Capitalization is not alchemy. The socio-technical innovations propelling modernity's successive agro-ecological revolutions were never able to create something out of nothing. The world-ecological storehouse of such stimuli is not inexhaustible – new energy sources, scientific regimes, technical packages and organizational forms cannot be simply conjured out of the productivity-maximizing magic of bourgeois ingenuity. These stimuli must come from somewhere. And so it is not only the specific stimuli that are exhausted – as in the chemical–technical repertoire of the Green Revolution – but also the underlying vitality of the specifically capitalist oikeios. These stimuli have pivoted on the relation between the variable forms of bourgeois territorial and property relations, technical dynamism and the availability of un- or undercapitalized nature. The English agricultural revolution of the long seventeenth century – our classic frame of reference – was not ‘simply’ the expression of convertible husbandry, new drainage systems and so forth, but could only proceed on the basis of a double movement of geographical expansion: an ‘inner’ conversion of nitrogen-rich pasture into arable land (therefore opening an expansive nitrogen frontier) within England (Overton 1996); and an ‘outer’ conversion of the English Caribbean into plantation monocultures, in sugar above all (Dunn 1972). English, then British, capitalism thrived on the basis of this double movement. The Industrial Revolution took shape on its basis, the first movement issuing labour surpluses (Brenner 1976), the second, capital surpluses (Blackburn 1997).
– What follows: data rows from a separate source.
use serde::{Deserialize, Serialize};
use std::collections::BTreeMap;

use crate::errors::CoreError;

/// Static asset → quantity mapping for one analysis run.
///
/// Owned by the caller; the engine only reads it. Keys are kept exactly as
/// given since they must match the snapshot price keys.
#[derive(Debug, Clone, Default, PartialEq, Serialize, Deserialize)]
#[serde(try_from = "BTreeMap<String, f64>", into = "BTreeMap<String, f64>")]
pub struct Holdings {
    quantities: BTreeMap<String, f64>,
}

impl Holdings {
    /// Build holdings, rejecting negative or non-finite quantities.
    pub fn new(quantities: BTreeMap<String, f64>) -> Result<Self, CoreError> {
        for (asset, qty) in &quantities {
            if !qty.is_finite() || *qty < 0.0 {
                return Err(CoreError::Config(format!(
                    "Holding quantity for {asset} must be finite and non-negative, got {qty}"
                )));
            }
        }
        Ok(Self { quantities })
    }

    pub fn from_pairs<I, S>(pairs: I) -> Result<Self, CoreError>
    where
        I: IntoIterator<Item = (S, f64)>,
        S: Into<String>,
    {
        Self::new(pairs.into_iter().map(|(a, q)| (a.into(), q)).collect())
    }

    /// Parse and validate a JSON object such as `{"AAPL": 10, "MSFT": 2.5}`.
    pub fn from_json(json: &str) -> Result<Self, CoreError> {
        serde_json::from_str(json)
            .map_err(|e| CoreError::Config(format!("Invalid holdings JSON: {e}")))
    }

    pub fn quantity(&self, asset: &str) -> Option<f64> {
        self.quantities.get(asset).copied()
    }

    /// Iterate `(asset, quantity)` in asset order.
    pub fn iter(&self) -> impl Iterator<Item = (&str, f64)> {
        self.quantities.iter().map(|(a, q)| (a.as_str(), *q))
    }

    pub fn assets(&self) -> impl Iterator<Item = &str> {
        self.quantities.keys().map(String::as_str)
    }

    pub fn len(&self) -> usize {
        self.quantities.len()
    }

    pub fn is_empty(&self) -> bool {
        self.quantities.is_empty()
    }
}

impl TryFrom<BTreeMap<String, f64>> for Holdings {
    type Error = CoreError;

    fn try_from(quantities: BTreeMap<String, f64>) -> Result<Self, Self::Error> {
        Self::new(quantities)
    }
}

impl From<Holdings> for BTreeMap<String, f64> {
    fn from(holdings: Holdings) -> Self {
        holdings.quantities
    }
}
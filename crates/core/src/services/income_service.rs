use std::collections::HashMap;

use crate::models::holdings::Holdings;
use crate::models::report::IncomeEstimate;

/// Projects dividend income from holdings and per-unit annual rates.
pub struct IncomeService;

impl IncomeService {
    pub fn new() -> Self {
        Self
    }

    /// `Σ quantity[a] * rate[a]`; assets without a rate contribute 0.
    pub fn estimate(&self, holdings: &Holdings, annual_rates: &HashMap<String, f64>) -> IncomeEstimate {
        let per_asset: std::collections::BTreeMap<String, f64> = holdings
            .iter()
            .map(|(asset, quantity)| {
                let rate = annual_rates
                    .get(asset)
                    .copied()
                    .filter(|r| r.is_finite())
                    .unwrap_or(0.0);
                (asset.to_string(), quantity * rate)
            })
            .collect();

        let annual: f64 = per_asset.values().sum();

        IncomeEstimate {
            annual,
            monthly: annual / 12.0,
            per_asset,
        }
    }
}

impl Default for IncomeService {
    fn default() -> Self {
        Self::new()
    }
}
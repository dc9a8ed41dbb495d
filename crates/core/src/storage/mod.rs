pub mod format;
pub mod manager;
pub mod snapshot_store;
Sometime after 1760, this ‘first’ agricultural revolution was showing clear signs of exhaustion. Within England, per-acre yield growth stagnated after mid-century, and most of European agriculture experienced the same effect (Slicher van Bath 1963; Abel 1980; Clark 1991). Although Pomeranz does not see this is a capitalist crisis, he quite fruitfully posits this impasse in historical–relational rather than abstract–materialist terms – that is, from the standpoint of socio-ecological organization rather than biophysical properties narrowly defined:

[P]er-acre and total yields from arable land remained flat and the threat of decline constant, until Britain began mining, importing, and later synthesizing fertilizer mostly after 1850… . [A]lthough the English studied continental practices, classical agricultural manuals, and their own experiments very intently, much of what they learned about how best to maintain soil fertility while increasing yields was not actually applied in England, because it involved highly labour-intensive methods and English capitalist farmers … were intent on labour-cost minimization and profit maximization. The methods they adopted instead, which raised labour productivity, represented a fundamental break with much of the literature on best farming practices and actually interfered with preserving soil fertility in many cases. (2000, 216–17, emphasis added)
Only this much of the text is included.